Variations on aspects of the described embodiments will be apparent to those skilled in the art in light of this disclosure while remaining within the scope of the invention. Components of the described apparatuses may be combined with other components or separated into subcomponents without departing from the scope of the invention. While flat-panel displays are used in one embodiment of the invention, other devices suitable for mounting may also be used, such as a picture, painting, billboard, etc.
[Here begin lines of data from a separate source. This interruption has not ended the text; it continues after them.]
//! Transport abstraction.
//!
//! The client core never talks HTTP directly. Every network operation goes
//! through [`Transport`], so resolution, filtering and reconciliation can run
//! against the reqwest backed [`crate::HttpTransport`] or the in-memory
//! [`mock::MockTransport`].

use crate::error::ClientResult;
use async_trait::async_trait;
use resdk_model::MembershipEntry;
use resdk_types::ResourceId;
use serde_json::Value;

/// Query parameters forwarded verbatim to a list endpoint.
pub type QueryParams = [(String, String)];

/// Logical operations against the remote service.
///
/// A missing (or invisible) resource is reported as an error for which
/// [`crate::ClientError::is_not_found`] returns true.
#[async_trait]
pub trait Transport: Send + Sync {
    /// Fetches a single record by id.
    async fn fetch_one(&self, endpoint: &str, id: ResourceId) -> ClientResult<Value>;

    /// Fetches every record matching the query, across all pages, in
    /// server order.
    async fn fetch_list(&self, endpoint: &str, query: &QueryParams) -> ClientResult<Vec<Value>>;

    /// Creates a record and returns the stored payload.
    async fn create(&self, endpoint: &str, payload: &Value) -> ClientResult<Value>;

    /// Partially updates a record and returns the stored payload.
    async fn save(&self, endpoint: &str, id: ResourceId, payload: &Value) -> ClientResult<Value>;

    /// Adds members to a relation in one call.
    async fn add_members(
        &self,
        relation_id: ResourceId,
        members: &[MembershipEntry],
    ) -> ClientResult<()>;

    /// Removes every membership of the given entities from a relation in one call.
    async fn remove_members(
        &self,
        relation_id: ResourceId,
        entity_ids: &[ResourceId],
    ) -> ClientResult<()>;
}

/// In-memory transport for tests.
pub mod mock {
    use super::*;
    use crate::error::ClientError;
    use std::collections::{BTreeMap, HashMap};
    use std::sync::{Mutex, MutexGuard};

    /// Endpoint holding relation records.
    const RELATION_ENDPOINT: &str = "relation";

    /// A recorded transport call.
    #[derive(Debug, Clone, PartialEq)]
    pub enum Call {
        FetchOne {
            endpoint: String,
            id: ResourceId,
        },
        FetchList {
            endpoint: String,
            query: Vec<(String, String)>,
        },
        Create {
            endpoint: String,
            payload: Value,
        },
        Save {
            endpoint: String,
            id: ResourceId,
            payload: Value,
        },
        AddMembers {
            relation_id: ResourceId,
            members: Vec<MembershipEntry>,
        },
        RemoveMembers {
            relation_id: ResourceId,
            entity_ids: Vec<ResourceId>,
        },
    }

    /// Kind of a transport call, used to inject failures.
    #[derive(Debug, Clone, Copy, PartialEq, Eq, Hash)]
    pub enum CallKind {
        FetchOne,
        FetchList,
        Create,
        Save,
        AddMembers,
        RemoveMembers,
    }

    impl Call {
        pub fn kind(&self) -> CallKind {
            match self {
                Call::FetchOne { .. } => CallKind::FetchOne,
                Call::FetchList { .. } => CallKind::FetchList,
                Call::Create { .. } => CallKind::Create,
                Call::Save { .. } => CallKind::Save,
                Call::AddMembers { .. } => CallKind::AddMembers,
                Call::RemoveMembers { .. } => CallKind::RemoveMembers,
            }
        }
    }

    #[derive(Debug, Default)]
    struct MockState {
        records: BTreeMap<String, Vec<Value>>,
        calls: Vec<Call>,
        failures: HashMap<CallKind, (u16, String)>,
        next_id: u64,
    }

    impl MockState {
        fn find_mut(&mut self, endpoint: &str, id: ResourceId) -> Option<&mut Value> {
            self.records
                .get_mut(endpoint)?
                .iter_mut()
                .find(|record| record_id(record) == Some(id))
        }

        /// Records the call, then fails it if a failure is configured.
        fn begin(&mut self, call: Call) -> ClientResult<()> {
            let kind = call.kind();
            self.calls.push(call);
            match self.failures.get(&kind) {
                Some((status, message)) => Err(ClientError::Remote {
                    status: *status,
                    message: message.clone(),
                }),
                None => Ok(()),
            }
        }
    }

    /// A transport backed by an in-memory record store.
    ///
    /// Records are plain JSON objects grouped by endpoint. Every call is
    /// recorded (including failed ones) so tests can assert exactly which
    /// requests were issued and in what order.
    #[derive(Debug)]
    pub struct MockTransport {
        state: Mutex<MockState>,
    }

    impl Default for MockTransport {
        fn default() -> Self {
            Self::new()
        }
    }

    impl MockTransport {
        /// Creates an empty store. Created records get ids from 1000 upward.
        pub fn new() -> Self {
            Self {
                state: Mutex::new(MockState {
                    next_id: 1000,
                    ..Default::default()
                }),
            }
        }

        fn lock(&self) -> MutexGuard<'_, MockState> {
            self.state.lock().unwrap_or_else(|poisoned| poisoned.into_inner())
        }

        /// Adds a record to an endpoint.
        pub fn insert(&self, endpoint: &str, record: Value) {
            self.lock()
                .records
                .entry(endpoint.to_string())
                .or_default()
                .push(record);
        }

        /// Builder form of [`MockTransport::insert`].
        pub fn with_record(self, endpoint: &str, record: Value) -> Self {
            self.insert(endpoint, record);
            self
        }

        /// Returns the stored record, if any.
        pub fn record(&self, endpoint: &str, id: ResourceId) -> Option<Value> {
            self.lock().find_mut(endpoint, id).map(|record| record.clone())
        }

        /// Makes every call of `kind` fail with the given status.
        pub fn fail_on(&self, kind: CallKind, status: u16, message: impl Into<String>) {
            self.lock().failures.insert(kind, (status, message.into()));
        }

        /// Removes all injected failures.
        pub fn clear_failures(&self) {
            self.lock().failures.clear();
        }

        /// All calls so far, in order.
        pub fn calls(&self) -> Vec<Call> {
            self.lock().calls.clone()
        }

        /// Calls of one kind, in order.
        pub fn calls_of(&self, kind: CallKind) -> Vec<Call> {
            self.lock()
                .calls
                .iter()
                .filter(|call| call.kind() == kind)
                .cloned()
                .collect()
        }

        pub fn call_count(&self) -> usize {
            self.lock().calls.len()
        }

        pub fn clear_calls(&self) {
            self.lock().calls.clear();
        }
    }

    fn not_found() -> ClientError {
        ClientError::Remote {
            status: 404,
            message: "Not found.".to_string(),
        }
    }

    fn record_id(record: &Value) -> Option<ResourceId> {
        record.get("id")?.as_u64().map(ResourceId::new)
    }

    /// String form used to match query predicates against record fields.
    fn predicate_value(value: &Value) -> String {
        match value {
            Value::String(s) => s.clone(),
            Value::Object(fields) => fields.get("id").map(predicate_value).unwrap_or_default(),
            other => other.to_string(),
        }
    }

    #[async_trait]
    impl Transport for MockTransport {
        async fn fetch_one(&self, endpoint: &str, id: ResourceId) -> ClientResult<Value> {
            let mut state = self.lock();
            state.begin(Call::FetchOne {
                endpoint: endpoint.to_string(),
                id,
            })?;
            state.find_mut(endpoint, id).cloned().ok_or_else(not_found)
        }

        async fn fetch_list(
            &self,
            endpoint: &str,
            query: &QueryParams,
        ) -> ClientResult<Vec<Value>> {
            let mut state = self.lock();
            state.begin(Call::FetchList {
                endpoint: endpoint.to_string(),
                query: query.to_vec(),
            })?;
            let records = state.records.get(endpoint).cloned().unwrap_or_default();
            Ok(records
                .into_iter()
                .filter(|record| {
                    query.iter().all(|(key, expected)| {
                        record
                            .get(key)
                            .is_some_and(|value| predicate_value(value) == *expected)
                    })
                })
                .collect())
        }

        async fn create(&self, endpoint: &str, payload: &Value) -> ClientResult<Value> {
            let mut state = self.lock();
            state.begin(Call::Create {
                endpoint: endpoint.to_string(),
                payload: payload.clone(),
            })?;
            let mut record = payload.clone();
            let Some(fields) = record.as_object_mut() else {
                return Err(ClientError::Remote {
                    status: 400,
                    message: "expected a JSON object".to_string(),
                });
            };
            if !fields.contains_key("id") {
                let id = state.next_id;
                state.next_id += 1;
                fields.insert("id".to_string(), Value::from(id));
            }
            state
                .records
                .entry(endpoint.to_string())
                .or_default()
                .push(record.clone());
            Ok(record)
        }

        async fn save(&self, endpoint: &str, id: ResourceId, payload: &Value) -> ClientResult<Value> {
            let mut state = self.lock();
            state.begin(Call::Save {
                endpoint: endpoint.to_string(),
                id,
                payload: payload.clone(),
            })?;
            let record = state.find_mut(endpoint, id).ok_or_else(not_found)?;
            if let (Some(fields), Some(changes)) = (record.as_object_mut(), payload.as_object()) {
                for (key, value) in changes {
                    fields.insert(key.clone(), value.clone());
                }
            }
            Ok(record.clone())
        }

        async fn add_members(
            &self,
            relation_id: ResourceId,
            members: &[MembershipEntry],
        ) -> ClientResult<()> {
            let mut state = self.lock();
            state.begin(Call::AddMembers {
                relation_id,
                members: members.to_vec(),
            })?;
            let record = state
                .find_mut(RELATION_ENDPOINT, relation_id)
                .ok_or_else(not_found)?;
            let mut entities = record
                .get("entities")
                .and_then(Value::as_array)
                .cloned()
                .unwrap_or_default();
            for member in members {
                entities.push(serde_json::to_value(member)?);
            }
            record["entities"] = Value::Array(entities);
            Ok(())
        }

        async fn remove_members(
            &self,
            relation_id: ResourceId,
            entity_ids: &[ResourceId],
        ) -> ClientResult<()> {
            let mut state = self.lock();
            state.begin(Call::RemoveMembers {
                relation_id,
                entity_ids: entity_ids.to_vec(),
            })?;
            let record = state
                .find_mut(RELATION_ENDPOINT, relation_id)
                .ok_or_else(not_found)?;
            if let Some(entities) = record.get_mut("entities").and_then(Value::as_array_mut) {
                entities.retain(|entry| {
                    let entity = entry.get("entity").map(predicate_value);
                    !entity_ids
                        .iter()
                        .any(|id| entity.as_deref() == Some(id.to_string().as_str()))
                });
            }
            Ok(())
        }
    }
}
The invention may be embodied in other specific forms without departing from its spirit or essential characteristics. The described embodiments are to be considered in all respects only as illustrative and not restrictive. The scope of the invention is, therefore, indicated by the appended claims rather than by the foregoing description. All changes which come within the meaning and range of equivalency of the claims are to be embraced within their scope.